Starting with the first line of the data that follows, transcribe every line verbatim until the line containing "pub fn ffmpeg(&self)" has been transcribed.

[Saved data entries]
**********
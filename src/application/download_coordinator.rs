use std::path::{Path, PathBuf};
use std::sync::Arc;

use futures::{stream::BoxStream, StreamExt};
use tokio::sync::mpsc::{self, UnboundedReceiver, UnboundedSender};

use crate::{
    api::{AudioExtraction, DownloadOptions, Extractor},
    domain::{
        AppError, DownloadMode, DownloadPlan, DownloadTarget, FailurePolicy, MediaInfo,
        ProgressEvent, ProgressUpdate, SessionOutcome, SessionReport, TargetOutcome,
    },
    utils::collection_dir_name,
};

use super::{link::classify_link, probe::probe, progress::ProgressReporter, reconciler::reconcile};

const SKIPPED_REASON: &str = "Skipped after an earlier failure";

#[derive(Debug, Clone)]
pub enum SessionEvent {
    /// `position` is 1-based within the plan
    TargetStarted {
        position: usize,
        total: usize,
        title: String,
    },
    Progress(ProgressUpdate),
    TargetFinished(TargetOutcome),
    /// Last event of a session, sent after the output directory was reconciled
    Finished(SessionReport),
}

#[derive(Clone)]
pub struct DownloadCoordinator {
    extractor: Arc<dyn Extractor>,
    ffmpeg: Option<PathBuf>,
    /// Replaces the policy every plan derives from its size
    failure_policy: Option<FailurePolicy>,
}

impl DownloadCoordinator {
    pub fn new(extractor: Arc<dyn Extractor>, ffmpeg: Option<PathBuf>) -> Self {
        Self {
            extractor,
            ffmpeg,
            failure_policy: None,
        }
    }

    pub fn with_failure_policy(mut self, policy: FailurePolicy) -> Self {
        self.failure_policy = Some(policy);
        self
    }

    pub fn ffmpeg(&self) -> Option<&Path> {
        self.ffmpeg.as_deref()
    }

    pub async fn probe(&self, input: String) -> Result<MediaInfo, AppError> {
        let link = classify_link(&input)?;
        probe(self.extractor.as_ref(), &link).await
    }

    /// Turn analyzed media plus the user's choices into a plan.
    ///
    /// `selection` holds 0-based indices into the collection entries and is
    /// ignored for single videos.
    pub fn build_plan(
        media: &MediaInfo,
        mode: DownloadMode,
        selection: &[usize],
        base_dir: &Path,
    ) -> Result<DownloadPlan, AppError> {
        match media {
            MediaInfo::Video(target) => {
                DownloadPlan::new(mode, vec![target.clone()], base_dir.to_path_buf(), false)
            }
            MediaInfo::Collection(collection) => {
                let mut indices = selection.to_vec();
                indices.sort_unstable();
                indices.dedup();

                let targets = indices
                    .into_iter()
                    .map(|index| {
                        collection
                            .entries
                            .get(index)
                            .cloned()
                            .ok_or(AppError::InvalidSelection(index + 1))
                    })
                    .collect::<Result<Vec<DownloadTarget>, AppError>>()?;

                let destination = base_dir.join(collection_dir_name(&collection.title));
                DownloadPlan::new(mode, targets, destination, true)
            }
        }
    }

    pub async fn choose_folder(&self, current: PathBuf) -> Option<PathBuf> {
        rfd::AsyncFileDialog::new()
            .set_directory(&current)
            .pick_folder()
            .await
            .map(|handle| handle.path().to_path_buf())
    }

    fn download_options(&self, plan: &DownloadPlan, target: &DownloadTarget) -> DownloadOptions {
        DownloadOptions {
            format: plan.mode.format_selector().to_string(),
            output_template: plan.output_template(target),
            extract_audio: plan
                .mode
                .audio_extraction()
                .map(|(codec, quality)| AudioExtraction {
                    codec: codec.to_string(),
                    quality: quality.to_string(),
                }),
            allow_collection: false,
            ignore_errors: false,
            ffmpeg_location: self.ffmpeg.clone(),
        }
    }

    /// Run every target of the plan, one after another.
    pub async fn execute(
        &self,
        plan: DownloadPlan,
        events: &UnboundedSender<SessionEvent>,
    ) -> SessionReport {
        let plan = match self.failure_policy {
            Some(policy) => plan.with_policy(policy),
            None => plan,
        };
        log::info!(
            "starting {} session: {} item(s) into {}",
            plan.mode.label(),
            plan.targets.len(),
            plan.destination.display()
        );

        if let Err(e) = tokio::fs::create_dir_all(&plan.destination).await {
            let reason = AppError::Io(format!(
                "Could not create {}: {}",
                plan.destination.display(),
                e
            ))
            .to_string();
            log::error!("{}", reason);

            let outcomes = plan
                .targets
                .iter()
                .map(|target| outcome_for(target, SessionOutcome::Failed(reason.clone()), None))
                .collect();
            return SessionReport::new(plan.destination, outcomes);
        }

        let total = plan.targets.len();
        let mut outcomes = Vec::with_capacity(total);

        let mut stopped = false;

        for (index, target) in plan.targets.iter().enumerate() {
            // every target still gets an outcome once the policy has stopped the run
            if stopped {
                let outcome =
                    outcome_for(target, SessionOutcome::Failed(SKIPPED_REASON.to_string()), None);
                let _ = events.send(SessionEvent::TargetFinished(outcome.clone()));
                outcomes.push(outcome);
                continue;
            }

            let _ = events.send(SessionEvent::TargetStarted {
                position: index + 1,
                total,
                title: target.title.clone(),
            });

            let options = self.download_options(&plan, target);
            let mut reporter = ProgressReporter::new();
            let mut on_progress = |event: ProgressEvent| {
                let _ = events.send(SessionEvent::Progress(reporter.observe(&event)));
            };

            let result = self
                .extractor
                .download(&target.url, &options, &mut on_progress)
                .await;

            let outcome = match result {
                Ok(output) => {
                    log::info!("downloaded {}", target.title);
                    outcome_for(target, SessionOutcome::Succeeded, output)
                }
                Err(e) => {
                    log::warn!("download of {} failed: {}", target.title, e);
                    outcome_for(target, SessionOutcome::Failed(e.to_string()), None)
                }
            };

            let failed = !outcome.succeeded();
            let _ = events.send(SessionEvent::TargetFinished(outcome.clone()));
            outcomes.push(outcome);

            if failed && plan.policy == FailurePolicy::AbortOnFirstFailure {
                log::warn!("stopping after failed target, {} left", total - index - 1);
                stopped = true;
            }
        }

        SessionReport::new(plan.destination, outcomes)
    }

    /// Run the plan on a background task and report through a channel.
    ///
    /// The destination is reconciled only once the worker task has ended,
    /// whether it finished, failed or panicked. Must be called from within a
    /// tokio runtime.
    pub fn spawn_session(&self, plan: DownloadPlan) -> UnboundedReceiver<SessionEvent> {
        let (tx, rx) = mpsc::unbounded_channel();
        let coordinator = self.clone();

        tokio::spawn(async move {
            let destination = plan.destination.clone();
            let worker_events = tx.clone();
            let worker =
                tokio::spawn(async move { coordinator.execute(plan, &worker_events).await });

            let mut report = match worker.await {
                Ok(report) => report,
                Err(e) => {
                    log::error!("download worker ended abnormally: {}", e);
                    SessionReport::aborted(destination, e.to_string())
                }
            };

            let dir = report.destination.clone();
            report.cleanup = tokio::task::spawn_blocking(move || reconcile(&dir))
                .await
                .unwrap_or_default();

            let _ = tx.send(SessionEvent::Finished(report));
        });

        rx
    }

    /// Same as [`spawn_session`](Self::spawn_session), as a lazy stream: the
    /// worker starts on first poll, on whatever executor polls it.
    pub fn session_stream(&self, plan: DownloadPlan) -> BoxStream<'static, SessionEvent> {
        futures::stream::unfold(
            SessionStreamState::Start {
                coordinator: self.clone(),
                plan,
            },
            |state| async move {
                let mut events = match state {
                    SessionStreamState::Start { coordinator, plan } => {
                        coordinator.spawn_session(plan)
                    }
                    SessionStreamState::Running(events) => events,
                };

                events
                    .recv()
                    .await
                    .map(|event| (event, SessionStreamState::Running(events)))
            },
        )
        .boxed()
    }
}

enum SessionStreamState {
    Start {
        coordinator: DownloadCoordinator,
        plan: DownloadPlan,
    },
    Running(UnboundedReceiver<SessionEvent>),
}

fn outcome_for(
    target: &DownloadTarget,
    outcome: SessionOutcome,
    output: Option<PathBuf>,
) -> TargetOutcome {
    TargetOutcome {
        ordinal: target.ordinal,
        title: target.title.clone(),
        outcome,
        output,
    }
}
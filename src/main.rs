mod api;
mod app;
mod application;
mod config;
mod console;
mod domain;
mod ui;
mod utils;

use std::error::Error;
use std::io;

use clap::Parser;
use iced::{window, Size};

use crate::config::{AppConfig, Cli};

fn main() -> Result<(), Box<dyn Error>> {
    let cli = Cli::parse();
    config::init_logging(cli.verbose);

    let config = AppConfig::from_cli(&cli);
    log::info!("saving downloads to {}", config.download_dir.display());

    if cli.console {
        let stdin = io::stdin();
        let mut console = console::Console::new(
            config.coordinator(),
            config.download_dir.clone(),
            stdin.lock(),
            io::stdout(),
        )?;
        console.run()?;
        return Ok(());
    }

    iced::application(
        move || app::DownloadApp::new(&config),
        app::update,
        app::view,
    )
    .title("YTD - YouTube Downloader")
    .window(window::Settings {
        size: Size::new(720.0, 760.0),
        min_size: Some(Size::new(560.0, 520.0)),
        ..Default::default()
    })
    .run()?;

    Ok(())
}
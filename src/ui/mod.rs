use std::path::PathBuf;

use iced::{
    widget::{
        button, column, image, progress_bar, row, scrollable, text, text_input, Column, Space,
    },
    Alignment, Element, Length,
};

use crate::domain::{Activity, DownloadMode, MediaInfo, SessionState};
use crate::utils::{format_duration, format_views};

/// Main view state
pub struct DownloadView {
    pub link: String,
    pub status_message: String,
    pub download_progress: f32,
    pub download_dir: PathBuf,
    /// One flag per collection entry, in entry order
    pub selection: Vec<bool>,
    pub thumbnail: Option<image::Handle>,
}

impl DownloadView {
    pub fn new(download_dir: PathBuf) -> Self {
        Self {
            link: String::new(),
            status_message: String::new(),
            download_progress: 0.0,
            download_dir,
            selection: Vec::new(),
            thumbnail: None,
        }
    }
}

#[derive(Debug, Clone)]
pub enum DownloadMessage {
    LinkChanged(String),
    AnalyzePressed,
    ItemToggled(usize),
    SelectAll,
    DeselectAll,
    DownloadPressed(DownloadMode),
    ChangeFolderPressed,
}

impl DownloadView {
    pub fn update(&mut self, message: DownloadMessage) {
        match message {
            DownloadMessage::LinkChanged(link) => {
                self.link = link;
            }
            DownloadMessage::ItemToggled(index) => {
                if let Some(selected) = self.selection.get_mut(index) {
                    *selected = !*selected;
                }
            }
            DownloadMessage::SelectAll => self.selection.iter_mut().for_each(|s| *s = true),
            DownloadMessage::DeselectAll => self.selection.iter_mut().for_each(|s| *s = false),
            DownloadMessage::AnalyzePressed
            | DownloadMessage::DownloadPressed(_)
            | DownloadMessage::ChangeFolderPressed => {
                // Will be handled by the app
            }
        }
    }

    /// Forget the previous analysis before a new one starts.
    pub fn clear_media(&mut self) {
        self.selection.clear();
        self.thumbnail = None;
        self.download_progress = 0.0;
    }

    /// Every collection entry starts out selected.
    pub fn show_media(&mut self, media: &MediaInfo) {
        self.selection = match media {
            MediaInfo::Collection(collection) => vec![true; collection.member_count()],
            MediaInfo::Video(_) => Vec::new(),
        };
        self.status_message = match media {
            MediaInfo::Collection(collection) => {
                format!("Playlist ready: {} videos", collection.member_count())
            }
            MediaInfo::Video(_) => "Ready to download".to_string(),
        };
    }

    /// 0-based indices of the ticked entries.
    pub fn selected_indices(&self) -> Vec<usize> {
        self.selection
            .iter()
            .enumerate()
            .filter_map(|(index, selected)| selected.then_some(index))
            .collect()
    }

    pub fn view<'a>(&'a self, session: &'a SessionState) -> Element<'a, DownloadMessage> {
        let idle = !session.is_busy();
        let can_download = idle && session.media().is_some();

        let analyze_label = if session.activity() == Activity::Analyzing {
            "Analyzing..."
        } else {
            "Analyze link"
        };

        let link_row = row![
            text_input("Paste a YouTube link", &self.link)
                .on_input(DownloadMessage::LinkChanged)
                .on_submit(DownloadMessage::AnalyzePressed)
                .padding(10),
            button(analyze_label)
                .on_press_maybe(idle.then_some(DownloadMessage::AnalyzePressed))
                .padding([10, 20]),
        ]
        .spacing(10);

        let folder_row = row![
            text(format!("Save to: {}", self.download_dir.display())).size(14),
            Space::new().width(Length::Fill),
            button("Change folder")
                .on_press_maybe(idle.then_some(DownloadMessage::ChangeFolderPressed))
                .padding([6, 12]),
        ]
        .spacing(10)
        .align_y(Alignment::Center);

        let mut content = column![
            text("YTD").size(32),
            Space::new().height(Length::Fixed(10.0)),
            link_row,
            folder_row,
        ]
        .spacing(10);

        if let Some(media) = session.media() {
            let preview: Element<'_, DownloadMessage> = match &self.thumbnail {
                Some(handle) => image(handle.clone())
                    .width(Length::Fixed(320.0))
                    .height(Length::Fixed(180.0))
                    .into(),
                None => text("No thumbnail").size(14).into(),
            };

            content = content.push(row![preview, info_panel(media)].spacing(20));

            if let MediaInfo::Collection(collection) = media {
                let items = collection.entries.iter().enumerate().map(
                    |(index, entry)| -> Element<'a, DownloadMessage> {
                        let mark = if self.selection.get(index).copied().unwrap_or(false) {
                            "[x]"
                        } else {
                            "[ ]"
                        };
                        button(text(format!("{} {}. {}", mark, index + 1, entry.title)).size(14))
                            .style(button::text)
                            .on_press_maybe(idle.then_some(DownloadMessage::ItemToggled(index)))
                            .into()
                    },
                );

                content = content
                    .push(
                        row![
                            button("Select all")
                                .on_press_maybe(idle.then_some(DownloadMessage::SelectAll)),
                            button("Deselect all")
                                .on_press_maybe(idle.then_some(DownloadMessage::DeselectAll)),
                            text(format!(
                                "{} of {} selected",
                                self.selected_indices().len(),
                                collection.member_count()
                            ))
                            .size(14),
                        ]
                        .spacing(10)
                        .align_y(Alignment::Center),
                    )
                    .push(
                        scrollable(Column::with_children(items).spacing(2))
                            .height(Length::Fixed(180.0)),
                    );
            }
        }

        content
            .push(
                row![
                    button("Download MP4")
                        .on_press_maybe(
                            can_download
                                .then_some(DownloadMessage::DownloadPressed(DownloadMode::Video))
                        )
                        .padding([10, 20]),
                    button("Download MP3")
                        .on_press_maybe(
                            can_download
                                .then_some(DownloadMessage::DownloadPressed(DownloadMode::Audio))
                        )
                        .padding([10, 20]),
                ]
                .spacing(10),
            )
            .push(progress_bar(0.0..=1.0, self.download_progress))
            .push(text(&self.status_message).size(14))
            .padding(20)
            .into()
    }
}

fn info_panel(media: &MediaInfo) -> Element<'_, DownloadMessage> {
    let mut lines: Vec<Element<'_, DownloadMessage>> = vec![text(media.title()).size(18).into()];

    match media {
        MediaInfo::Video(target) => {
            if let Some(uploader) = &target.uploader {
                lines.push(text(format!("Channel: {}", uploader)).size(14).into());
            }
            if let Some(duration) = target.duration {
                lines.push(
                    text(format!("Duration: {}", format_duration(duration)))
                        .size(14)
                        .into(),
                );
            }
            if let Some(views) = target.view_count {
                lines.push(text(format!("Views: {}", format_views(views))).size(14).into());
            }
        }
        MediaInfo::Collection(collection) => {
            if let Some(uploader) = &collection.uploader {
                lines.push(text(format!("Channel: {}", uploader)).size(14).into());
            }
            lines.push(
                text(format!("Videos: {}", collection.member_count()))
                    .size(14)
                    .into(),
            );
        }
    }

    Column::with_children(lines).spacing(4).into()
}
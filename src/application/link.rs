use url::Url;

use crate::domain::AppError;

const HOST_FRAGMENTS: [&str; 2] = ["youtube.com", "youtu.be"];

#[derive(Debug, Clone, Copy, PartialEq, Eq)]
pub enum LinkKind {
    Single,
    Collection,
}

#[derive(Debug, Clone, PartialEq, Eq)]
pub struct Link {
    pub url: String,
    pub kind: LinkKind,
}

/// Validate user input as a YouTube link and guess what it addresses.
///
/// The guess is only a hint for the probe: whatever the extractor reports
/// (entries or not) decides in the end.
pub fn classify_link(input: &str) -> Result<Link, AppError> {
    let input = input.trim();
    if input.is_empty() {
        return Err(AppError::EmptyLink);
    }

    let lowered = input.to_ascii_lowercase();
    if !HOST_FRAGMENTS.iter().any(|host| lowered.contains(host)) {
        return Err(AppError::InvalidLink);
    }

    let url = if lowered.starts_with("http://") || lowered.starts_with("https://") {
        input.to_string()
    } else {
        format!("https://{}", input)
    };

    let kind = match Url::parse(&url) {
        Ok(parsed) => kind_of(&parsed),
        Err(_) => LinkKind::Single,
    };

    Ok(Link { url, kind })
}

fn kind_of(url: &Url) -> LinkKind {
    let host = url.host_str().unwrap_or_default();
    if host.ends_with("youtu.be") {
        return LinkKind::Single;
    }

    if url.path().trim_end_matches('/') == "/playlist" {
        return LinkKind::Collection;
    }

    let mut has_list = false;
    let mut has_video = false;
    for (key, _) in url.query_pairs() {
        match key.as_ref() {
            "list" => has_list = true,
            "v" => has_video = true,
            _ => {}
        }
    }

    if has_list && !has_video {
        LinkKind::Collection
    } else {
        LinkKind::Single
    }
}

#[cfg(test)]
mod tests {
    use super::*;

    #[test]
    fn test_rejects_non_links() {
        assert_eq!(classify_link("not-a-link"), Err(AppError::InvalidLink));
        assert_eq!(classify_link("https://vimeo.com/123"), Err(AppError::InvalidLink));
        assert_eq!(classify_link("   "), Err(AppError::EmptyLink));
    }

    #[test]
    fn test_accepts_video_links() {
        let link = classify_link("https://www.youtube.com/watch?v=abc123").unwrap();
        assert_eq!(link.kind, LinkKind::Single);

        let link = classify_link("https://youtu.be/abc123").unwrap();
        assert_eq!(link.kind, LinkKind::Single);
        assert_eq!(link.url, "https://youtu.be/abc123");
    }

    #[test]
    fn test_adds_missing_scheme() {
        let link = classify_link("  youtu.be/abc123 ").unwrap();
        assert_eq!(link.url, "https://youtu.be/abc123");
    }

    #[test]
    fn test_playlist_links() {
        let link = classify_link("https://www.youtube.com/playlist?list=PL123").unwrap();
        assert_eq!(link.kind, LinkKind::Collection);

        let link = classify_link("https://www.youtube.com/watch?list=PL123").unwrap();
        assert_eq!(link.kind, LinkKind::Collection);

        // a video played from inside a playlist is still one video
        let link = classify_link("https://www.youtube.com/watch?v=abc123&list=PL123").unwrap();
        assert_eq!(link.kind, LinkKind::Single);
    }
}
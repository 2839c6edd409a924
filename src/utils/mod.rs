/// Sanitize filename to remove invalid characters
pub fn sanitize_filename(filename: &str) -> String {
    filename
        .chars()
        .map(|c| match c {
            '<' | '>' | ':' | '"' | '/' | '\\' | '|' | '?' | '*' => '_',
            _ => c,
        })
        .collect::<String>()
        .trim()
        .to_string()
}

/// Folder name for a playlist: letters, digits, spaces, `-` and `_` only.
pub fn collection_dir_name(title: &str) -> String {
    let name: String = title
        .chars()
        .filter(|c| c.is_alphanumeric() || matches!(c, ' ' | '-' | '_'))
        .collect();
    let name = sanitize_filename(&name);
    if name.is_empty() {
        "Playlist".to_string()
    } else {
        name
    }
}

pub fn format_megabytes(bytes: u64) -> String {
    format!("{:.1}MB", bytes as f64 / 1024.0 / 1024.0)
}

/// `m:ss`, e.g. `2:05`
pub fn format_duration(seconds: u64) -> String {
    format!("{}:{:02}", seconds / 60, seconds % 60)
}

/// Thousands-separated count, e.g. `1,234,567`
pub fn format_views(views: u64) -> String {
    let digits = views.to_string();
    let mut out = String::with_capacity(digits.len() + digits.len() / 3);
    for (i, c) in digits.chars().enumerate() {
        if i > 0 && (digits.len() - i) % 3 == 0 {
            out.push(',');
        }
        out.push(c);
    }
    out
}

/// Parse a 1-based item list such as `1,3,5-7` into sorted 0-based indices.
///
/// Empty input selects every item.
pub fn parse_selection(input: &str, count: usize) -> Result<Vec<usize>, String> {
    let input = input.trim();
    if input.is_empty() {
        return Ok((0..count).collect());
    }

    let parse = |value: &str| -> Result<usize, String> {
        let number: usize = value
            .trim()
            .parse()
            .map_err(|_| format!("'{}' is not a number", value.trim()))?;
        if number == 0 || number > count {
            return Err(format!("{} is out of range (1-{})", number, count));
        }
        Ok(number - 1)
    };

    let mut indices = Vec::new();
    for part in input.split(',').filter(|part| !part.trim().is_empty()) {
        match part.split_once('-') {
            Some((start, end)) => {
                let (start, end) = (parse(start)?, parse(end)?);
                if start > end {
                    return Err(format!("range {} is backwards", part.trim()));
                }
                indices.extend(start..=end);
            }
            None => indices.push(parse(part)?),
        }
    }

    indices.sort_unstable();
    indices.dedup();
    Ok(indices)
}

#[cfg(test)]
mod tests {
    use super::*;

    #[test]
    fn test_sanitize_filename() {
        assert_eq!(sanitize_filename("test/file.mp3"), "test_file.mp3");
        assert_eq!(sanitize_filename("normal-name.mp3"), "normal-name.mp3");
    }

    #[test]
    fn test_collection_dir_name() {
        assert_eq!(collection_dir_name("Best of 2024: Vol. 1!"), "Best of 2024 Vol 1");
        assert_eq!(collection_dir_name("???"), "Playlist");
    }

    #[test]
    fn test_formatting() {
        assert_eq!(format_duration(125), "2:05");
        assert_eq!(format_duration(59), "0:59");
        assert_eq!(format_views(1_234_567), "1,234,567");
        assert_eq!(format_views(999), "999");
        assert_eq!(format_views(1000), "1,000");
        assert_eq!(format_megabytes(5 * 1024 * 1024 + 512 * 1024), "5.5MB");
    }

    #[test]
    fn test_parse_selection() {
        assert_eq!(parse_selection("", 3).unwrap(), vec![0, 1, 2]);
        assert_eq!(parse_selection("1, 3,5-7", 8).unwrap(), vec![0, 2, 4, 5, 6]);
        assert_eq!(parse_selection("3,1,3", 3).unwrap(), vec![0, 2]);
        assert!(parse_selection("0", 3).is_err());
        assert!(parse_selection("4", 3).is_err());
        assert!(parse_selection("3-1", 3).is_err());
        assert!(parse_selection("abc", 3).is_err());
    }
}
use std::path::{Path, PathBuf};

#[cfg(windows)]
const FFMPEG_BINARY: &str = "ffmpeg.exe";
#[cfg(not(windows))]
const FFMPEG_BINARY: &str = "ffmpeg";

/// Finds an optional ffmpeg binary.
///
/// Lookup order: explicit override, then copies bundled next to the
/// executable, then the candidate list. The first path that exists wins.
#[derive(Debug, Clone, Default)]
pub struct FfmpegLocator {
    override_path: Option<PathBuf>,
    bundled_dirs: Vec<PathBuf>,
    candidates: Vec<PathBuf>,
}

impl FfmpegLocator {
    pub fn new(
        override_path: Option<PathBuf>,
        bundled_dirs: Vec<PathBuf>,
        candidates: Vec<PathBuf>,
    ) -> Self {
        Self {
            override_path,
            bundled_dirs,
            candidates,
        }
    }

    /// Locator with the platform defaults, plus any extra candidates.
    pub fn with_defaults(override_path: Option<PathBuf>, extra: Vec<PathBuf>) -> Self {
        let bundled_dirs = std::env::current_exe()
            .ok()
            .and_then(|exe| exe.parent().map(Path::to_path_buf))
            .into_iter()
            .collect();

        let mut candidates = default_candidates();
        candidates.extend(extra);
        Self::new(override_path, bundled_dirs, candidates)
    }

    fn search_order(&self) -> Vec<PathBuf> {
        let mut order = Vec::new();
        order.extend(self.override_path.clone());
        for dir in &self.bundled_dirs {
            order.push(dir.join("ffmpeg").join(FFMPEG_BINARY));
            order.push(dir.join(FFMPEG_BINARY));
        }
        order.extend(self.candidates.iter().cloned());
        order
    }

    pub fn resolve(&self) -> Option<PathBuf> {
        if let Some(path) = &self.override_path {
            if !path.exists() {
                log::warn!("ffmpeg override {} does not exist, searching defaults", path.display());
            }
        }

        let found = self.search_order().into_iter().find(|path| path.is_file());
        match &found {
            Some(path) => log::info!("ffmpeg found at {}", path.display()),
            None => log::warn!("ffmpeg not found; audio extraction and container fixes may fail"),
        }
        found
    }
}

#[cfg(windows)]
fn default_candidates() -> Vec<PathBuf> {
    let mut candidates = Vec::new();
    if let Some(home) = dirs::home_dir() {
        candidates.push(home.join(
            r"AppData\Local\Microsoft\WinGet\Packages\Gyan.FFmpeg_Microsoft.Winget.Source_8wekyb3d8bbwe\ffmpeg-8.0.1-full_build\bin\ffmpeg.exe",
        ));
        candidates.push(home.join(r"scoop\apps\ffmpeg\current\bin\ffmpeg.exe"));
    }
    candidates.push(PathBuf::from(r"C:\ffmpeg\bin\ffmpeg.exe"));
    candidates.push(PathBuf::from(r"C:\Program Files\ffmpeg\bin\ffmpeg.exe"));
    candidates
}

#[cfg(not(windows))]
fn default_candidates() -> Vec<PathBuf> {
    [
        "/opt/homebrew/bin/ffmpeg",
        "/usr/local/bin/ffmpeg",
        "/usr/bin/ffmpeg",
        "/snap/bin/ffmpeg",
    ]
    .into_iter()
    .map(PathBuf::from)
    .collect()
}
**********
> _RESULT OF THE EXERCISE_:
filename src/application/download_coordinator.rs
use std::path::{Path, PathBuf};
use std::sync::Arc;

use futures::{stream::BoxStream, StreamExt};
use tokio::sync::mpsc::{self, UnboundedReceiver, UnboundedSender};

use crate::{
    api::{AudioExtraction, DownloadOptions, Extractor},
    domain::{
        AppError, DownloadMode, DownloadPlan, DownloadTarget, FailurePolicy, MediaInfo,
        ProgressEvent, ProgressUpdate, SessionOutcome, SessionReport, TargetOutcome,
    },
    utils::collection_dir_name,
};

use super::{link::classify_link, probe::probe, progress::ProgressReporter, reconciler::reconcile};

const SKIPPED_REASON: &str = "Skipped after an earlier failure";

#[derive(Debug, Clone)]
pub enum SessionEvent {
    /// `position` is 1-based within the plan
    TargetStarted {
        position: usize,
        total: usize,
        title: String,
    },
    Progress(ProgressUpdate),
    TargetFinished(TargetOutcome),
    /// Last event of a session, sent after the output directory was reconciled
    Finished(SessionReport),
}

#[derive(Clone)]
pub struct DownloadCoordinator {
    extractor: Arc<dyn Extractor>,
    ffmpeg: Option<PathBuf>,
    /// Replaces the policy every plan derives from its size
    failure_policy: Option<FailurePolicy>,
}

impl DownloadCoordinator {
    pub fn new(extractor: Arc<dyn Extractor>, ffmpeg: Option<PathBuf>) -> Self {
        Self {
            extractor,
            ffmpeg,
            failure_policy: None,
        }
    }

    pub fn with_failure_policy(mut self, policy: FailurePolicy) -> Self {
        self.failure_policy = Some(policy);
        self
    }

    pub fn ffmpeg(&self) -> Option<&Path> {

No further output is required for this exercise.